Other bacteria, furthermore, almost certainly use an identical or similar mechanism for releasing their toxins, said Dr. Naomi Balaban of UC Davis, so this approach might work across a broad spectrum of infections.

"The implications are pretty enormous," said Dr. Scott Harkonen of InterMune Pharmaceuticals Inc. in Palo Alto. "We need some breakthrough approaches to controlling these infections."

Physicians have been in a life-and-death race with bacteria since penicillin was first used during World War II. As soon as researchers introduce a new antibiotic, bacteria begin developing resistance to it. Often, the useful life of an antibiotic may be as little as 10 years.

S. aureus is a particular problem, both because it can be so deadly and because it is common in hospitals.

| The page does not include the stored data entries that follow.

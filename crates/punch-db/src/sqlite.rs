//! SQLite-backed store.
//!
//! # Schema
//!
//! A single `events` table. `id` preserves append order; `timestamp` is text in
//! [`punch_core::TIMESTAMP_FORMAT`] and `type` is `in` or `out`. Ranged reads
//! compare timestamps as text, which matches chronological order.

use std::path::Path;

use chrono::NaiveDateTime;
use punch_core::{Event, EventType, ParseError, format_timestamp, parse_timestamp};
use rusqlite::{Connection, Row, params};

use crate::{EventLog, LogError, Record, check_next};

/// Event log in an SQLite database.
///
/// Every mutation runs in its own transaction, so a crash never leaves a
/// half-written event behind.
pub struct SqliteLog {
    conn: Connection,
}

impl SqliteLog {
    /// Opens a database at the given path, creating it if necessary.
    pub fn open(path: &Path) -> Result<Self, LogError> {
        let conn = Connection::open(path)?;
        let log = Self { conn };
        log.init()?;
        Ok(log)
    }

    /// Opens an in-memory database, destroyed when the log is dropped.
    pub fn open_in_memory() -> Result<Self, LogError> {
        let conn = Connection::open_in_memory()?;
        let log = Self { conn };
        log.init()?;
        Ok(log)
    }

    /// Initializes the schema. Idempotent.
    fn init(&self) -> Result<(), LogError> {
        self.conn.execute_batch(
            "
            CREATE TABLE IF NOT EXISTS events (
                id INTEGER PRIMARY KEY AUTOINCREMENT,
                timestamp TEXT NOT NULL,
                type TEXT NOT NULL
            );

            CREATE INDEX IF NOT EXISTS idx_events_timestamp ON events(timestamp);
            ",
        )?;
        Ok(())
    }
}

/// Parses one `(id, timestamp, type)` row.
fn record_from_row(row: &Row<'_>) -> rusqlite::Result<(i64, Result<Event, ParseError>)> {
    let id: i64 = row.get(0)?;
    let timestamp: String = row.get(1)?;
    let kind: String = row.get(2)?;
    Ok((id, parse_record(&timestamp, &kind)))
}

fn parse_record(timestamp: &str, kind: &str) -> Result<Event, ParseError> {
    let kind: EventType = kind.parse()?;
    Ok(Event::new(kind, parse_timestamp(timestamp)?))
}

/// Most recent parseable row in append order, with its id.
///
/// Malformed rows are skipped so a bad row never blocks `undo` or `in`/`out`;
/// `audit` still reports it.
fn last_row(conn: &Connection) -> Result<Option<(i64, Event)>, LogError> {
    let mut stmt = conn.prepare("SELECT id, timestamp, type FROM events ORDER BY id DESC")?;
    let rows = stmt.query_map([], record_from_row)?;
    for row in rows {
        if let (id, Ok(event)) = row? {
            return Ok(Some((id, event)));
        }
    }
    Ok(None)
}

fn insert(conn: &Connection, event: &Event) -> Result<(), LogError> {
    conn.execute(
        "INSERT INTO events (timestamp, type) VALUES (?1, ?2)",
        params![format_timestamp(event.timestamp), event.kind.as_str()],
    )?;
    Ok(())
}

impl EventLog for SqliteLog {
    fn append(&mut self, kind: EventType, timestamp: NaiveDateTime) -> Result<Event, LogError> {
        let event = Event::new(kind, timestamp);
        let tx = self.conn.transaction()?;
        let latest = last_row(&tx)?.map(|(_, e)| e);
        check_next(latest.as_ref(), &event)?;
        insert(&tx, &event)?;
        tx.commit()?;

        tracing::debug!(line = %event.to_line(), "appended event");
        Ok(event)
    }

    fn delete_last(&mut self) -> Result<Option<Event>, LogError> {
        let tx = self.conn.transaction()?;
        let Some((id, event)) = last_row(&tx)? else {
            return Ok(None);
        };
        tx.execute("DELETE FROM events WHERE id = ?1", params![id])?;
        tx.commit()?;

        tracing::debug!(id, line = %event.to_line(), "deleted event");
        Ok(Some(event))
    }

    fn read_records(&self) -> Result<Vec<Record>, LogError> {
        let mut stmt = self
            .conn
            .prepare("SELECT id, timestamp, type FROM events ORDER BY id ASC")?;
        let rows = stmt.query_map([], record_from_row)?;
        let mut records = Vec::new();
        for row in rows {
            let (id, record) = row?;
            records.push((usize::try_from(id).unwrap_or_default(), record));
        }
        Ok(records)
    }

    fn read_range(&self, from: NaiveDateTime, to: NaiveDateTime) -> Result<Vec<Event>, LogError> {
        let mut stmt = self.conn.prepare(
            "
            SELECT id, timestamp, type
            FROM events
            WHERE timestamp >= ?1 AND timestamp < ?2
            ORDER BY timestamp ASC, id ASC
            ",
        )?;
        let rows = stmt.query_map(
            params![format_timestamp(from), format_timestamp(to)],
            record_from_row,
        )?;
        let mut events = Vec::new();
        for row in rows {
            if let (_, Ok(event)) = row? {
                events.push(event);
            }
        }
        Ok(events)
    }

    fn replace_all(&mut self, events: &[Event]) -> Result<(), LogError> {
        let tx = self.conn.transaction()?;
        tx.execute("DELETE FROM events", [])?;
        for event in events {
            insert(&tx, event)?;
        }
        tx.commit()?;
        Ok(())
    }
}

In recent years, physicians have found several strains of S. aureus that are resistant to all drugs except a powerful antibiotic called vancomycin.

Last year, they began to see infections that were resistant even to vancomycin, leaving them virtually helpless in treating patients. Even though more powerful drugs than vancomycin are in development, it appears that the mutational ability of the bacterium may be outrunning the innovations of chemists.